Voilà ce que le carré de papier devrait dire à ses abonnés; mais, non: le carré de papier veut que ses abonnés aillent aux Tuileries;—mais il veut qu’ils y aillent en soques, en vestes et sans gants.—C’est l’égalité pour le carré de papier.—Nous soutenons, nous, que c’est la plus sotte et la plus grande inégalité.—Montez si vous pouvez, mais ne faites pas descendre les autres;—tâchez, si vous le croyez amusant, d’ajouter des pans aux vestes, mais ne coupez pas les pans des habits.

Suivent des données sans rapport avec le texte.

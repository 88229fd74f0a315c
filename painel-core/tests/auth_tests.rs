// tests/auth_tests.rs
//
// Credential adapter and API client against a real HTTP server.

use std::sync::Arc;

use serde_json::json;
use url::Url;
use wiremock::matchers::{body_json, header, method, path};
use wiremock::{Mock, MockServer, ResponseTemplate};

use painel_core::api::AtendimentoApi;
use painel_core::auth::CredentialAdapter;
use painel_core::config::ConsoleConfig;
use painel_core::http::DefaultHttpClient;
use painel_core::models::Credentials;
use painel_core::Error;

async fn setup() -> (MockServer, Arc<AtendimentoApi>, CredentialAdapter) {
    let server = MockServer::start().await;
    let config = Arc::new(ConsoleConfig {
        api_base_url: Url::parse(&server.uri()).unwrap(),
        session_secret: "segredo".into(),
        ..ConsoleConfig::default()
    });
    let api = Arc::new(AtendimentoApi::new(Arc::new(DefaultHttpClient::new()), config.clone()));
    let adapter = CredentialAdapter::new(api.clone(), &config);
    (server, api, adapter)
}

#[tokio::test]
async fn test_unauthorized_login_yields_no_identity() -> Result<(), Error> {
    let (server, _api, adapter) = setup().await;
    Mock::given(method("POST"))
        .and(path("/auth/login"))
        .and(body_json(json!({"email": "a@ifce.edu.br", "password": "x"})))
        .respond_with(ResponseTemplate::new(401).set_body_json(json!({"message": "Unauthorized"})))
        .expect(1)
        .mount(&server)
        .await;

    let signed = adapter.sign_in(&Credentials::new("a@ifce.edu.br", "x")).await?;
    assert!(signed.is_none());
    Ok(())
}

#[tokio::test]
async fn test_missing_fields_skip_the_endpoint() {
    let (server, _api, adapter) = setup().await;
    Mock::given(method("POST"))
        .and(path("/auth/login"))
        .respond_with(ResponseTemplate::new(200))
        .expect(0)
        .mount(&server)
        .await;

    let err = adapter.authorize(&Credentials::new("  ", "x")).await.unwrap_err();
    assert!(matches!(err, Error::InvalidCredentials(_)));
    let err = adapter.authorize(&Credentials::new("a@ifce.edu.br", "")).await.unwrap_err();
    assert!(matches!(err, Error::InvalidCredentials(_)));
}

#[tokio::test]
async fn test_sign_in_and_restore_round_trip() -> Result<(), Error> {
    let (server, _api, adapter) = setup().await;
    Mock::given(method("POST"))
        .and(path("/auth/login"))
        .respond_with(ResponseTemplate::new(200).set_body_json(json!({
            "user": {"id": "7", "email": "ana@ifce.edu.br", "name": "Ana", "role": "AVALIADOR"},
            "access_token": "acc",
            "refresh_token": "ref"
        })))
        .mount(&server)
        .await;

    let signed = adapter
        .sign_in(&Credentials::new("ana@ifce.edu.br", "senha"))
        .await?
        .expect("identity");
    assert_eq!(signed.session.access_token, "acc");
    assert_eq!(signed.session.refresh_token, "ref");
    assert_eq!(signed.session.user.email, "ana@ifce.edu.br");

    let restored = adapter.restore(&signed.token)?;
    assert_eq!(restored.session.user, signed.session.user);
    assert_eq!(restored.session.access_token, "acc");

    assert!(adapter.restore("nao.e.jwt").is_err());
    Ok(())
}

#[tokio::test]
async fn test_profile_is_fetched_with_bearer_token() -> Result<(), Error> {
    let (server, api, _adapter) = setup().await;
    Mock::given(method("GET"))
        .and(path("/atendentes/me"))
        .and(header("Authorization", "Bearer acc"))
        .respond_with(ResponseTemplate::new(200).set_body_json(json!({
            "id": "7", "nome": "Ana", "email": "ana@ifce.edu.br", "cargo": "ATENDENTE", "departamento": ""
        })))
        .mount(&server)
        .await;

    let operator = api.fetch_profile("acc").await?;
    assert_eq!(operator.name, "Ana");
    assert_eq!(operator.sector(), "Geral");

    let err = api.fetch_profile("outro").await.unwrap_err();
    assert!(matches!(err, Error::Profile(_)));
    Ok(())
}

#[tokio::test]
async fn test_media_upload_is_multipart_to_the_number() -> Result<(), Error> {
    let (server, api, _adapter) = setup().await;
    Mock::given(method("POST"))
        .and(path("/whatsapp/sendMediaFile/5585999990000"))
        .and(header("Authorization", "Bearer acc"))
        .respond_with(ResponseTemplate::new(200).set_body_json(json!({"mediaUrl": "https://cdn/x.png"})))
        .expect(1)
        .mount(&server)
        .await;

    let receipt = api
        .send_media_file(
            "acc",
            painel_core::api::MediaUpload {
                number: "5585999990000".into(),
                caption: "Arquivo enviado pelo atendente".into(),
                kind: painel_core::models::MediaKind::Image,
                file_name: "x.png".into(),
                content_type: "image/png".into(),
                bytes: vec![1, 2, 3],
            },
        )
        .await?;
    assert_eq!(receipt.media_url.as_deref(), Some("https://cdn/x.png"));

    let requests = server.received_requests().await.unwrap_or_default();
    let body = String::from_utf8_lossy(&requests[0].body);
    assert!(body.contains("name=\"number\""));
    assert!(body.contains("5585999990000"));
    assert!(body.contains("name=\"attachment\"; filename=\"x.png\""));
    assert!(body.contains("name=\"presence\""));
    assert!(body.contains("composing"));
    let content_type = requests[0]
        .headers
        .get("content-type")
        .and_then(|v| v.to_str().ok())
        .unwrap_or_default();
    assert!(content_type.starts_with("multipart/form-data"));
    Ok(())
}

O carré de papier!—que dirait votre abonnée l’épicière, si la fruitière sa voisine,—invitée (si elle l’invitait, ce que je ne crois pas) à une soirée d’as qui court ou de vingt-et-un,—que dirait votre abonnée l’épicière, si sa voisine et son inférieure la fruitière venait chez elle en marmotte et en sabots?—Ne trouverait-elle pas indécent qu’elle n’eût pas mis un bonnet et des souliers?

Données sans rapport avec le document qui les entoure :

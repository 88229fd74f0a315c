// File: painel-tui/src/commands/mod.rs

use std::sync::Arc;

use painel_core::ConsoleHandle;

use crate::help;
use crate::tui_module::TuiModule;

mod attachment;
mod auth;
mod session;

pub use auth::parse_callback_query;
pub use session::resolve_session;

/// Runs one command line. Returns `(quit_requested, output)`.
pub fn dispatch(
    line: &str,
    console: &ConsoleHandle,
    tui_module: &Arc<TuiModule>,
) -> (bool, Option<String>) {
    let parts: Vec<&str> = line.split_whitespace().collect();
    if parts.is_empty() {
        return (false, None);
    }
    let cmd = parts[0].to_lowercase();
    let args = &parts[1..];

    let outcome = match cmd.as_str() {
        "help" => {
            let subcmd = args.first().copied().unwrap_or("");
            Ok(Some(help::show_command_help(subcmd)))
        }

        "login" => auth::handle_login(args, console),
        "token" => auth::handle_token(args, console),
        "callback" => auth::handle_callback(args, console),
        "logout" => console.logout().map(|_| None),

        "status" => Ok(Some(session::status_text(&console.snapshot()))),
        "queue" => session::handle_queue(console),
        "join" => session::handle_join(args, console),
        "say" => session::handle_say(line_tail(line), console),
        "end" => console.request_end().map(|_| None),
        "chat" => {
            tui_module.set_chat_mode(true);
            Ok(Some("Modo conversa. Digite /quit para sair.".to_string()))
        }

        "draft" | "caption" => attachment::handle_draft(line_tail(line), console),
        "attach" => attachment::handle_attach(line_tail(line), console),
        "sendfile" => console.send_attachment().map(|_| None),
        "cancel" => console.cancel_attachment().map(|_| None),

        "quit" | "exit" => {
            return (true, Some("Encerrando o painel...".to_string()));
        }

        _ => Ok(Some(format!("Comando desconhecido '{}'. Digite 'help' para ajuda.", cmd))),
    };

    match outcome {
        Ok(output) => (false, output),
        Err(e) => (false, Some(format!("Erro: {}", e))),
    }
}

/// Everything after the command word, with inner spacing kept.
fn line_tail(line: &str) -> &str {
    let line = line.trim_start();
    match line.find(char::is_whitespace) {
        Some(idx) => line[idx..].trim(),
        None => "",
    }
}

Un des plus beaux rêves dont l’homme doit successivement se réveiller, c’est sans contredit la liberté.

Hélas!—tous ces bonheurs après lesquels nous soupirons ne sont que des êtres de raison,—tout simplement le contraire fictif des malheurs réels que nous éprouvons dans la vie.

La liberté en politique est une grande pensée et un grand mot misérablement exploité par quelques-uns qui veulent être les maîtres à leur tour;—la liberté en politique veut dire l’esclavage des autres;—l’égalité—n’est qu’un échelon—pour arriver à marcher sur la tête d’autrui.

La liberté! où est-elle? Cherchez l’homme le plus libre de tous,—et comptez à combien de maîtres durs et inflexibles il doit obéir.

Approchez ici,—vous, monsieur, qui avez tout sacrifié à la liberté,—voyons un peu,—montrez-nous ce joyau précieux que vous avez conquis si laborieusement,—montrez-nous cette liberté dont vous êtes si fier.

Sortez de chez vous, et venez causer un moment.

Vous vous levez;—mais j’aperçois—un homme gros, court et pâle,—nu jusqu’à la ceinture et vêtu uniquement d’un cotillon de toile grise.